Republicans are attacking Mitt Romney's record at Bain Capital.
NEW YORK (CNNMoney) -- Is private equity an acceptable form of capitalism?
That's the curious debate that has broken out within the Republican Party as primary frontrunner and former Bain Capital executive Mitt Romney creeps closer to a presumptive victory in New Hampshire.
What Romney did at Bain Capital was use leverage to acquire companies, improve them, and sell them at a profit. Along the way, several of those companies failed, and some workers lost their jobs.
At the same time, some of the companies Bain Capital invested in did quite well, and Romney helped create millions in profits.
But Romney's rivals have taken issue with this specialized, rough-and-tumble brand of investment.
"There is something inherently wrong when getting rich off failure and sticking it to someone else is how you do your business," Rick Perry said Monday in South Carolina. "And I happen to think that is indefensible."
Newt Gingrich has issued his own critique of Romney's private equity past, and a super PAC that supports the former house speaker is readying a 28-minute video called "King of Bain."
"Mitt Romney was not a capitalist during his reign at Bain," the video's website says. "He was a predatory corporate raider."
It's not a surprise that Romney's record at Bain is coming under attack. But it's happening sooner than expected, and coming from Republicans.
"I can't understand why Republicans would run against a Republican on the basis that he created jobs," former Sen. Judd Gregg, a Romney backer, told CNN on Tuesday. "I think in this case Romney is on the right side of the issue."
Romney spokeswoman Andrea Saul said Gingrich and Perry "have resorted to desperate attacks on a subject they don't understand."
"We expect attacks on free enterprise from President Obama and his allies on the left -- not from so-called 'fiscal conservatives,' " she said.

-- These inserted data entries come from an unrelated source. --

//! Error types for web handlers.
//!
//! [`AppError`] bridges [`HelpdeskError`] and [`AuthError`] to HTTP
//! responses. User errors carry their message to the client; server errors
//! are logged with their source and answered with a generic message.

use axum::{
    Json,
    http::StatusCode,
    response::{IntoResponse, Response},
};
use helpdesk_auth::AuthError;
use helpdesk_core::HelpdeskError;
use serde::Serialize;
use std::fmt;

/// Application error type for web handlers.
///
/// # Examples
///
/// ```ignore
/// async fn handler(State(state): State<AppState>) -> Result<Json<Ticket>, AppError> {
///     let ticket = state.lifecycle.ticket(&protocol).await?;
///     Ok(Json(ticket))
/// }
/// ```
#[derive(Debug)]
pub struct AppError {
    /// HTTP status code
    status: StatusCode,
    /// Error message (user-facing)
    message: String,
    /// Error code (for client error handling)
    code: String,
    /// Internal error (for logging, not exposed to client)
    source: Option<anyhow::Error>,
}

impl AppError {
    /// Create a new application error.
    #[must_use]
    pub const fn new(status: StatusCode, message: String, code: String) -> Self {
        Self {
            status,
            message,
            code,
            source: None,
        }
    }

    /// Attach the underlying error, logged but never sent to the client.
    #[must_use]
    pub fn with_source(mut self, source: anyhow::Error) -> Self {
        self.source = Some(source);
        self
    }

    /// HTTP status of the response.
    #[must_use]
    pub const fn status(&self) -> StatusCode {
        self.status
    }

    /// Machine-readable error code.
    #[must_use]
    pub fn code(&self) -> &str {
        &self.code
    }

    /// 400 Bad Request.
    #[must_use]
    pub fn bad_request(message: impl Into<String>) -> Self {
        Self::new(StatusCode::BAD_REQUEST, message.into(), "BAD_REQUEST".to_string())
    }

    /// 401 Unauthorized.
    #[must_use]
    pub fn unauthorized(message: impl Into<String>) -> Self {
        Self::new(StatusCode::UNAUTHORIZED, message.into(), "UNAUTHORIZED".to_string())
    }

    /// 403 Forbidden.
    #[must_use]
    pub fn forbidden(message: impl Into<String>) -> Self {
        Self::new(StatusCode::FORBIDDEN, message.into(), "FORBIDDEN".to_string())
    }

    /// 404 Not Found.
    #[must_use]
    pub fn not_found(message: impl Into<String>) -> Self {
        Self::new(StatusCode::NOT_FOUND, message.into(), "NOT_FOUND".to_string())
    }

    /// 409 Conflict.
    #[must_use]
    pub fn conflict(message: impl Into<String>) -> Self {
        Self::new(StatusCode::CONFLICT, message.into(), "CONFLICT".to_string())
    }

    /// 422 Unprocessable Entity.
    #[must_use]
    pub fn validation(message: impl Into<String>) -> Self {
        Self::new(
            StatusCode::UNPROCESSABLE_ENTITY,
            message.into(),
            "VALIDATION_ERROR".to_string(),
        )
    }

    /// 500 Internal Server Error.
    #[must_use]
    pub fn internal(message: impl Into<String>) -> Self {
        Self::new(
            StatusCode::INTERNAL_SERVER_ERROR,
            message.into(),
            "INTERNAL_SERVER_ERROR".to_string(),
        )
    }
}

impl fmt::Display for AppError {
    fn fmt(&self, f: &mut fmt::Formatter<'_>) -> fmt::Result {
        write!(f, "[{}] {}", self.code, self.message)
    }
}

impl std::error::Error for AppError {
    fn source(&self) -> Option<&(dyn std::error::Error + 'static)> {
        self.source
            .as_ref()
            .map(|e| e.as_ref() as &(dyn std::error::Error + 'static))
    }
}

/// Error response body.
#[derive(Debug, Serialize)]
struct ErrorResponse {
    code: String,
    message: String,
}

impl IntoResponse for AppError {
    fn into_response(self) -> Response {
        if self.status.is_server_error() {
            if let Some(source) = &self.source {
                tracing::error!(
                    status = %self.status,
                    code = %self.code,
                    message = %self.message,
                    error = %source,
                    "Internal server error"
                );
            } else {
                tracing::error!(
                    status = %self.status,
                    code = %self.code,
                    message = %self.message,
                    "Internal server error"
                );
            }
        }

        let body = ErrorResponse {
            code: self.code,
            message: self.message,
        };

        (self.status, Json(body)).into_response()
    }
}

impl From<HelpdeskError> for AppError {
    fn from(err: HelpdeskError) -> Self {
        match err {
            HelpdeskError::NotFound { .. } => Self::not_found(err.to_string()),
            HelpdeskError::Conflict(_) => Self::conflict(err.to_string()),
            HelpdeskError::Unauthorized(_) => Self::unauthorized(err.to_string()),
            HelpdeskError::Validation(msg) => Self::validation(msg),
            HelpdeskError::NotMember { .. } => Self::forbidden(err.to_string()),
            HelpdeskError::NotificationDelivery(_)
            | HelpdeskError::Database(_)
            | HelpdeskError::Internal(_) => {
                Self::internal("An internal error occurred").with_source(anyhow::Error::new(err))
            },
        }
    }
}

impl From<AuthError> for AppError {
    fn from(err: AuthError) -> Self {
        if err.is_forbidden() {
            return Self::forbidden(err.to_string());
        }
        Self::from(HelpdeskError::from(err))
    }
}

impl From<anyhow::Error> for AppError {
    fn from(err: anyhow::Error) -> Self {
        Self::internal("An internal error occurred").with_source(err)
    }
}

#[cfg(test)]
mod tests {
    use super::*;

    #[test]
    fn test_error_display() {
        let err = AppError::bad_request("Invalid input");
        assert_eq!(err.to_string(), "[BAD_REQUEST] Invalid input");
    }

    #[test]
    fn test_domain_error_statuses() {
        let cases = [
            (HelpdeskError::ticket_not_found("TICKET-20250101000000"), StatusCode::NOT_FOUND),
            (HelpdeskError::Conflict("taken".into()), StatusCode::CONFLICT),
            (HelpdeskError::Unauthorized("no".into()), StatusCode::UNAUTHORIZED),
            (HelpdeskError::Validation("name is required".into()), StatusCode::UNPROCESSABLE_ENTITY),
            (HelpdeskError::Database("connection reset".into()), StatusCode::INTERNAL_SERVER_ERROR),
        ];

        for (err, status) in cases {
            assert_eq!(AppError::from(err).status(), status);
        }
    }

    #[test]
    fn test_server_errors_hide_details() {
        let err = AppError::from(HelpdeskError::Database("password=hunter2".into()));
        assert_eq!(err.to_string(), "[INTERNAL_SERVER_ERROR] An internal error occurred");
    }

    #[test]
    fn test_auth_errors() {
        assert_eq!(
            AppError::from(AuthError::InvalidCredentials).status(),
            StatusCode::UNAUTHORIZED
        );
        assert_eq!(
            AppError::from(AuthError::InsufficientPermissions {
                required: "register_staff".into()
            })
            .status(),
            StatusCode::FORBIDDEN
        );
        assert_eq!(
            AppError::from(AuthError::Store(HelpdeskError::Conflict("email".into()))).code(),
            "CONFLICT"
        );
    }
}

Outside groups are pushing back as well. Club for Growth, a conservative political action group, said the attacks are "just wrong" and "beyond the pale."
"Newt Gingrich's attacks on Mitt Romney's record at Bain Capital are disgusting," Club for Growth President Chris Chocola said Monday in a statement. "Newt Gingrich should stop his attacks on free markets and apologize to Governor Romney for them."
The lobbying group that represents private equity firms is also on edge.
"There is a lot of misinformation being spread, purely for political purposes and on both sides of the aisle, as it pertains to private equity," Steve Judge, the interim head of the Private Equity Growth Capital Council, said in a statement.
Ken Spain, a former Republican strategist who now works for PEGCC, said that the industry will be mounting a defense.
"Going forward we plan to aggressively defend the industry against any mischaracterizations regardless of the political affiliation," Spain said in a statement.
Private equity has been, in some respects, under the microscope in recent months.
Democrats engaged in drawn-out budget negotiations with Republicans repeatedly targeted private equity firm employees for a tax increase, but were rebuffed.
Partners at private equity firms currently pay a reduced tax rate on profits -- 15% instead of the standard 35% rate on other income.
In many ways, an internal debate over the merits of private equity and the definition of capitalism is something Republicans wanted to avoid in an election year expected to focus on the economy and income inequality.
Some candidates are sticking to the party line.
Rick Santorum, the former senator from Pennsylvania, declined to criticize Romney's tenure at Bain when given the opportunity, according to the Washington Post.
"I'm not making it a liability," Santorum said. "I believe in the private sector."
And Ron Paul, in a further fracturing of the GOP field, defended Romney.
"They are either just demagoguing, or they don't have the vaguest idea of how the market works," Paul said on Tuesday.